Image Augmentation

Image augmentation multiplies the dataset’s effective size for free: apply small, label-preserving perturbations on the fly during training (flips, crops, color jitter). Each example is seen many times but never the exact same way.

Two effects:

More data = less overfitting.
The model learns invariance to whatever you apply.

Modern pipelines: random erasing, mixup, cutmix, RandAugment — same idea, more aggressive.

Setup

Load a sample image and a helper to display a grid of augmented samples:

start from one image;
sample a random transform several times;
visualize a grid so the transform distribution is visible, not just one lucky draw.

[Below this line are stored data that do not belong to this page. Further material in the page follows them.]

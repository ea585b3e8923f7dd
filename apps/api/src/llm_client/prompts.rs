// Shared prompt fragments. Each service that needs LLM calls defines its own
// prompts.rs alongside it; this file holds the cross-cutting ones.

/// System prompt for every streamed Markdown answer.
pub const MARKDOWN_ADVISOR_SYSTEM: &str = "You are an expert in resume tailoring for software \
    engineering and other technology roles. \
    Answer in GitHub-flavoured Markdown only. \
    Do NOT wrap the whole answer in a code fence. \
    Do NOT include apologies or meta commentary about these instructions.";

The important object is the augmentation distribution, not the helper function used to plot it.

Reference image

All augmentation examples start from this single image. The label is assumed to stay valid after each transform; that label-preserving assumption is what makes augmentation useful.

Flips and crops

Random horizontal flip — the cheapest, most-used augmentation. It is safe when left/right orientation is not part of the label:

apply(img, torchvision.transforms.RandomHorizontalFlip())

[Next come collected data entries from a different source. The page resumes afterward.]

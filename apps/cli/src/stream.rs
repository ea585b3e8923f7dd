//! Incremental decode loop for the analysis response body.
//!
//! The service sends unframed UTF-8 Markdown in arbitrary chunks. Chunk
//! boundaries can fall inside a multi-byte character, so undecodable tails are
//! carried over to the next chunk instead of being replaced.

use bytes::Bytes;
use futures::{Stream, StreamExt};

use crate::errors::ClientError;

const REPLACEMENT: char = '\u{FFFD}';

/// Streaming UTF-8 decoder: feed chunks, get back whatever text is complete.
#[derive(Debug, Default)]
pub struct Utf8ChunkDecoder {
    pending: Vec<u8>,
}

impl Utf8ChunkDecoder {
    /// Decodes `chunk` together with any bytes held back from the previous call.
    /// Invalid sequences become U+FFFD; an incomplete trailing sequence is kept.
    pub fn decode(&mut self, chunk: &[u8]) -> String {
        let mut input = std::mem::take(&mut self.pending);
        input.extend_from_slice(chunk);

        let mut out = String::with_capacity(input.len());
        let mut rest: &[u8] = &input;
        loop {
            match std::str::from_utf8(rest) {
                Ok(text) => {
                    out.push_str(text);
                    break;
                }
                Err(e) => {
                    let (valid, tail) = rest.split_at(e.valid_up_to());
                    out.push_str(&String::from_utf8_lossy(valid));
                    match e.error_len() {
                        Some(bad) => {
                            out.push(REPLACEMENT);
                            rest = &tail[bad..];
                        }
                        None => {
                            self.pending = tail.to_vec();
                            break;
                        }
                    }
                }
            }
        }
        out
    }

    /// Ends the stream. A dangling partial sequence decodes to a single U+FFFD.
    pub fn finish(&mut self) -> String {
        if self.pending.is_empty() {
            String::new()
        } else {
            self.pending.clear();
            REPLACEMENT.to_string()
        }
    }

    pub fn has_pending(&self) -> bool {
        !self.pending.is_empty()
    }
}

/// Reads chunks until the stream ends, handing each decoded piece to `on_chunk`
/// and returning the concatenation.
///
/// The first transport error ends the loop. A body that ends without a single
/// byte is reported as `EmptyResponse`.
pub async fn accumulate<S, E, F>(stream: S, mut on_chunk: F) -> Result<String, ClientError>
where
    S: Stream<Item = Result<Bytes, E>>,
    E: std::fmt::Display,
    F: FnMut(&str),
{
    let mut stream = std::pin::pin!(stream);
    let mut decoder = Utf8ChunkDecoder::default();
    let mut output = String::new();
    let mut received = 0usize;

    while let Some(chunk) = stream.next().await {
        let chunk = chunk.map_err(|e| ClientError::Stream(e.to_string()))?;
        received += chunk.len();

        let text = decoder.decode(&chunk);
        if !text.is_empty() {
            on_chunk(&text);
            output.push_str(&text);
        }
    }

    if decoder.has_pending() {
        tracing::warn!("Response ended inside a UTF-8 sequence");
        let tail = decoder.finish();
        on_chunk(&tail);
        output.push_str(&tail);
    }

    if received == 0 {
        return Err(ClientError::EmptyResponse);
    }
    tracing::debug!("Stream complete: {received} bytes, {} chars", output.chars().count());
    Ok(output)
}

Vertical flip — used selectively. It is valid for some textures or aerial imagery, but usually wrong for faces, street scenes, and text:

apply(img, torchvision.transforms.RandomVerticalFlip())

Random resized crop

Crop a random rectangle, resize back to the input size. The single most effective augmentation in vision: scale invariance and translation invariance in one trick:

shape_aug = torchvision.transforms.RandomResizedCrop(
    (200, 200), scale=(0.1, 1), ratio=(0.5, 2))
apply(img, shape_aug)

Color jitter — brightness

Brightness jitter changes illumination without moving object geometry. The object should still be recognizable across the sample grid:

apply(img, torchvision.transforms.ColorJitter(
    brightness=0.5, contrast=0, saturation=0, hue=0))

Color jitter — hue

Hue jitter changes color statistics. Use it only when color is not itself the label signal:

apply(img, torchvision.transforms.ColorJitter(
    brightness=0, contrast=0, saturation=0, hue=0.5))

Combined color jitter

Brightness, contrast, saturation, hue — all at once. Tame the magnitudes; large jitters destroy semantic content:

color_aug = torchvision.transforms.ColorJitter(
    brightness=0.5, contrast=0.5, saturation=0.5, hue=0.5)
apply(img, color_aug)

Composing augmentations

Compose([flip, crop, color, ToTensor]) — a pipeline of transforms applied in order. Standard recipe:

augs = torchvision.transforms.Compose([
    torchvision.transforms.RandomHorizontalFlip(), color_aug, shape_aug])
apply(img, augs)

Training with augmentation

Train CIFAR-10 ResNet18 with and without augmentation. Same model, same hyperparameters — augmentation just transforms the data loader output:

training loader: random crop + random horizontal flip;
test loader: deterministic normalization only;
model and optimizer stay unchanged.

This separation matters: evaluation should measure the trained classifier, not randomness in the augmentation pipeline.

CIFAR-10 samples

The batch should still look like valid CIFAR-10 examples, just shifted, cropped, and flipped. If many objects are cropped out, the augmentation is too aggressive.

Training helper

The training helper has no augmentation-specific logic.

It receives already-transformed minibatches from the data loader, then performs the usual supervised update:

\mathbf{x}' \sim a(\mathbf{x}), \qquad \min_\theta \ell(f_\theta(\mathbf{x}'), y).

That is the clean abstraction: augment in input pipeline, train in optimization loop.

Train it

Augmentation often slows training loss at first because the problem is harder. The payoff is lower validation error from reduced overfitting.

loss 0.218, train acc 0.925, test acc 0.825
7055.8 examples/sec on [device(type='cuda', index=0)]

Recap

Augmentation = label-preserving random perturbations applied each epoch — effectively multiplies the dataset size.
Standard recipe: random horizontal flip + random resized crop + light color jitter.
Modern aggressive variants (RandAugment, mixup, cutmix, AutoAugment) push accuracy further with the same data.
Apply only at training time; eval uses center crop and no jitter.